- Provided records:
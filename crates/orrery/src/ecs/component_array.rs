use super::{Component, EcsError, EntityId};
use ahash::AHashMap;
use std::any::type_name;

/// A sparse set storing all components of type `T`.
///
/// Values are kept densely packed, with a parallel vector of owning entities and a map from
/// entity ids back to dense indices. Erasure swaps the last element into the hole, so all
/// operations are O(1), at the cost of not preserving insertion order.
#[derive(Debug, Clone)]
pub struct ComponentArray<T: Component> {
    dense: Vec<T>,
    entities: Vec<EntityId>,
    sparse: AHashMap<EntityId, usize>,
}

impl<T: Component> ComponentArray<T> {
    pub fn new() -> Self {
        Self {
            dense: Vec::new(),
            entities: Vec::new(),
            sparse: AHashMap::new(),
        }
    }

    /// Appends a component for the entity. Fails if the entity already has one.
    pub fn insert(&mut self, entity: EntityId, value: T) -> Result<(), EcsError> {
        if self.sparse.contains_key(&entity) {
            return Err(EcsError::EntityExists {
                entity,
                component: type_name::<T>(),
            });
        }

        self.sparse.insert(entity, self.dense.len());
        self.dense.push(value);
        self.entities.push(entity);
        Ok(())
    }

    /// Removes the entity's component, returning it. Does nothing if the entity has none.
    pub fn erase(&mut self, entity: EntityId) -> Option<T> {
        let index = self.sparse.remove(&entity)?;
        let removed = self.dense.swap_remove(index);
        self.entities.swap_remove(index);

        // Whatever used to be last now lives in the hole
        if let Some(&moved) = self.entities.get(index) {
            self.sparse.insert(moved, index);
        }

        Some(removed)
    }

    /// Overwrites the entity's component in place. Fails if the entity has none.
    pub fn update(&mut self, entity: EntityId, value: T) -> Result<(), EcsError> {
        let slot = self.get(entity).ok_or(EcsError::MissingComponent {
            entity,
            component: type_name::<T>(),
        })?;
        *slot = value;
        Ok(())
    }

    /// Returns a mutable reference to the entity's component.
    ///
    /// The reference (and any other reference into the array) is invalidated by the next
    /// insertion or erasure.
    pub fn get(&mut self, entity: EntityId) -> Option<&mut T> {
        let index = *self.sparse.get(&entity)?;
        self.dense.get_mut(index)
    }

    pub fn get_ref(&self, entity: EntityId) -> Option<&T> {
        let index = *self.sparse.get(&entity)?;
        self.dense.get(index)
    }

    pub fn contains(&self, entity: EntityId) -> bool {
        self.sparse.contains_key(&entity)
    }

    pub fn len(&self) -> usize {
        self.dense.len()
    }

    pub fn is_empty(&self) -> bool {
        self.dense.is_empty()
    }

    /// Iterates over `(entity, component)` pairs in dense order.
    pub fn iter(&self) -> impl Iterator<Item = (EntityId, &T)> {
        self.entities.iter().copied().zip(self.dense.iter())
    }

    pub fn iter_mut(&mut self) -> impl Iterator<Item = (EntityId, &mut T)> {
        self.entities.iter().copied().zip(self.dense.iter_mut())
    }

    pub fn clear(&mut self) {
        self.dense.clear();
        self.entities.clear();
        self.sparse.clear();
    }

    /// Checks the structural invariants of the sparse set.
    #[cfg(test)]
    fn is_consistent(&self) -> bool {
        self.dense.len() == self.entities.len()
            && self.entities.len() == self.sparse.len()
            && self
                .sparse
                .iter()
                .all(|(&entity, &index)| self.entities.get(index) == Some(&entity))
    }
}

impl<T: Component> Default for ComponentArray<T> {
    fn default() -> Self {
        Self::new()
    }
}

#[cfg(test)]
mod tests {
    use super::*;

    #[derive(Debug, Clone, PartialEq)]
    struct Mass(f64);
    impl Component for Mass {}

    fn filled(count: u32) -> ComponentArray<Mass> {
        let mut array = ComponentArray::new();
        for id in 0..count {
            array.insert(id, Mass(id as f64 * 10.0)).unwrap();
        }
        array
    }

    #[test]
    pub fn insert_rejects_duplicates() {
        let mut array = filled(3);
        assert!(matches!(
            array.insert(1, Mass(0.0)),
            Err(EcsError::EntityExists { entity: 1, .. })
        ));
        assert_eq!(array.get_ref(1), Some(&Mass(10.0)));
    }

    #[test]
    pub fn swap_erase_preserves_others() {
        let mut array = filled(5);
        assert_eq!(array.erase(1), Some(Mass(10.0)));
        assert!(array.is_consistent());
        assert!(!array.contains(1));

        for id in [0, 2, 3, 4] {
            assert_eq!(array.get_ref(id), Some(&Mass(id as f64 * 10.0)));
        }

        // Erasing the last element doesn't need a swap
        array.erase(3);
        array.erase(4);
        assert!(array.is_consistent());
        assert_eq!(array.len(), 2);
    }

    #[test]
    pub fn erase_of_absent_entity_is_a_noop() {
        let mut array = filled(2);
        assert_eq!(array.erase(42), None);
        assert_eq!(array.len(), 2);
        assert!(array.is_consistent());
    }

    #[test]
    pub fn update_requires_presence() {
        let mut array = filled(2);
        array.update(0, Mass(1.5)).unwrap();
        assert_eq!(array.get_ref(0), Some(&Mass(1.5)));
        assert!(matches!(
            array.update(7, Mass(0.0)),
            Err(EcsError::MissingComponent { entity: 7, .. })
        ));
    }

    #[test]
    pub fn get_gives_mutable_access() {
        let mut array = filled(3);
        if let Some(mass) = array.get(2) {
            mass.0 = -1.0;
        }
        assert_eq!(array.get_ref(2), Some(&Mass(-1.0)));
        assert!(array.get(9).is_none());
    }
}
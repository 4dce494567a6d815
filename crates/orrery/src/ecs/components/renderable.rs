use crate::ecs::Component;

/// A mesh drawn from the global vertex and index buffers.
#[derive(Debug, Clone, Copy, PartialEq, Eq)]
pub struct MeshRenderable {
    /// First index of the mesh in the global index buffer.
    pub mesh_offset: u32,
    pub index_count: u32,
    pub vertex_offset: i32,
    /// Slot of the mesh in the per-object uniform buffer. Stable for the renderable's lifetime.
    pub ubo_index: u32,
    /// Slot in the bindless texture array, if the mesh is textured.
    pub texture_index: Option<u32>,
}

impl Component for MeshRenderable {}

#[derive(Debug, Clone, Copy, PartialEq, Eq, Hash)]
pub enum EntityKind {
    Scene,
    CelestialBody,
    Spacecraft,
    Camera,
}

#[derive(Debug, Clone, Copy, PartialEq, Eq)]
pub struct Identifiers {
    pub kind: EntityKind,
}

impl Component for Identifiers {}
use super::SIMULATION_SCALE;
use derive_builder::Builder;
use glam::{DQuat, DVec3, Mat4, Quat, Vec3};

/// The point of view a frame is rendered from. The position is in simulation space (meters).
#[derive(Debug, Clone, PartialEq, Builder)]
pub struct Camera {
    #[builder(default)]
    pub position: DVec3,
    #[builder(default = "DQuat::IDENTITY")]
    pub rotation: DQuat,
    /// Vertical field of view.
    #[builder(default = "60.0")]
    pub fov_degrees: f32,
    #[builder(default = "0.01")]
    pub near: f32,
    #[builder(default = "1e8")]
    pub far: f32,
}

impl Camera {
    pub fn builder() -> CameraBuilder {
        CameraBuilder::default()
    }

    /// View matrix in render space, relative to `render_origin`.
    pub fn view_matrix(&self, render_origin: DVec3) -> Mat4 {
        let eye = ((self.position - render_origin) / SIMULATION_SCALE).as_vec3();
        let rotation = Quat::from_xyzw(
            self.rotation.x as f32,
            self.rotation.y as f32,
            self.rotation.z as f32,
            self.rotation.w as f32,
        );
        Mat4::from_rotation_translation(rotation, eye).inverse()
    }

    /// Reverse-Z perspective projection with the Y axis flipped for the API's clip space.
    pub fn projection_matrix(&self, aspect_ratio: f32) -> Mat4 {
        let mut projection = Mat4::perspective_rh(
            self.fov_degrees.to_radians(),
            aspect_ratio,
            self.far,
            self.near,
        );
        projection.y_axis.y *= -1.0;
        projection
    }

    /// Camera position relative to `render_origin`, in render units.
    pub fn render_position(&self, render_origin: DVec3) -> Vec3 {
        ((self.position - render_origin) / SIMULATION_SCALE).as_vec3()
    }
}

impl Default for Camera {
    fn default() -> Self {
        Self {
            position: DVec3::ZERO,
            rotation: DQuat::IDENTITY,
            fov_degrees: 60.0,
            near: 0.01,
            far: 1e8,
        }
    }
}

#[cfg(test)]
mod tests {
    use super::*;
    use glam::Vec4;

    #[test]
    pub fn projection_flips_y_and_reverses_depth() {
        let camera = Camera::default();
        let projection = camera.projection_matrix(1.0);
        assert!(projection.y_axis.y < 0.0);

        // Near plane maps to depth 1, far plane to depth 0
        let near = projection * Vec4::new(0.0, 0.0, -camera.near, 1.0);
        let far = projection * Vec4::new(0.0, 0.0, -camera.far, 1.0);
        assert!((near.z / near.w - 1.0).abs() < 1e-4);
        assert!((far.z / far.w).abs() < 1e-4);
    }

    #[test]
    pub fn view_is_relative_to_the_render_origin() {
        let camera = Camera::builder()
            .position(DVec3::new(5e6, 0.0, 0.0))
            .build()
            .unwrap();
        let view = camera.view_matrix(DVec3::new(4e6, 0.0, 0.0));
        let origin = view.transform_point3(Vec3::new(1.0, 0.0, 0.0));
        assert!(origin.length() < 1e-5);
    }
}
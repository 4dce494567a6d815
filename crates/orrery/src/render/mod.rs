//! The Orrery frame pipeline
//!
//! Each frame, registry state flows through the managers in this module:
//!  1. the [`BufferManager`] packs the global and per-object uniform buffers,
//!  2. the [`CommandManager`] records the primary command buffer, pulling in secondary buffers
//!     recorded by other threads and the textures published by the [`TextureRegistry`],
//!  3. the [`SyncManager`]'s fences and semaphores gate submission and presentation,
//!  4. the [`SwapchainManager`] presents, and recreates itself when the surface changes.
//!
//! The [`Renderer`] drives all of the above, see [`Renderer::draw_frame`].
//!
//! ## Object lifetimes
//! Managers never destroy GPU objects themselves. Everything they create is registered with the
//! [`crate::gc::GarbageCollector`], and released when the cleanup stack is processed at shutdown
//! (or earlier, through a specific cleanup task, when a resource is recreated).

use crate::{ecs::EcsError, events::EventError, gc::GcError, gpu::GpuError, gpu::ImageLayout};
use std::path::PathBuf;
use thiserror::Error;

pub mod geometry;

#[doc(inline)]
pub use context::*;
mod context;

#[doc(inline)]
pub use ubo::*;
mod ubo;

#[doc(inline)]
pub use camera::*;
mod camera;

#[doc(inline)]
pub use frame_timing::*;
mod frame_timing;

#[doc(inline)]
pub use sync::*;
mod sync;

#[doc(inline)]
pub use command::*;
mod command;

#[doc(inline)]
pub use buffer::*;
mod buffer;

#[doc(inline)]
pub use texture::*;
mod texture;

#[doc(inline)]
pub use swapchain::*;
mod swapchain;

#[doc(inline)]
pub use renderer::*;
mod renderer;

/// Amount of frames the CPU may record ahead of the GPU.
pub const MAX_FRAMES_IN_FLIGHT: usize = 3;

/// Capacity of the bindless texture array.
pub const MAX_TEXTURES: u32 = 128;

/// Meters per render space unit.
pub const SIMULATION_SCALE: f64 = 1e6;

pub type RenderResult<T = ()> = Result<T, RenderError>;

#[derive(Debug, Error)]
pub enum RenderError {
    #[error("object UBO index {index} is out of range ({total} renderables)")]
    UboIndexOutOfRange { index: u32, total: u32 },
    #[error("unsupported image layout transition {old:?} -> {new:?}")]
    UnsupportedLayoutTransition { old: ImageLayout, new: ImageLayout },
    #[error("couldn't load texture `{}`: {reason}", .path.display())]
    TextureLoadFailed { path: PathBuf, reason: String },
    #[error("texture `{}` has an unsupported file format", .0.display())]
    UnsupportedTextureFormat(PathBuf),
    #[error("the texture array is full ({0} slots)")]
    TextureArrayFull(u32),
    #[error("present stage secondary buffers can't be mixed with inline GUI draws")]
    MixedPresentContents,
    #[error("{0} isn't initialized yet")]
    NotInitialized(&'static str),
    #[error("invalid single-use command buffer configuration: {0}")]
    InvalidSingleUseConfig(#[from] SingleUseConfigBuilderError),
    #[error(transparent)]
    Gpu(#[from] GpuError),
    #[error(transparent)]
    Ecs(#[from] EcsError),
    #[error(transparent)]
    Gc(#[from] GcError),
    #[error(transparent)]
    Event(#[from] EventError),
}

impl RenderError {
    /// Checks whether the error is a recoverable out of date/suboptimal swapchain.
    pub fn is_stale_swapchain(&self) -> bool {
        matches!(self, Self::Gpu(error) if error.is_stale_swapchain())
    }
}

- What is required:
Return every line from the one holding "of date/suboptimal swapchain." through the end of the data, exactly as it appears, with both ends kept and nothing else.

- Task response:
    /// Checks whether the error is a recoverable out of date/suboptimal swapchain.
    pub fn is_stale_swapchain(&self) -> bool {
        matches!(self, Self::Gpu(error) if error.is_stale_swapchain())
    }
}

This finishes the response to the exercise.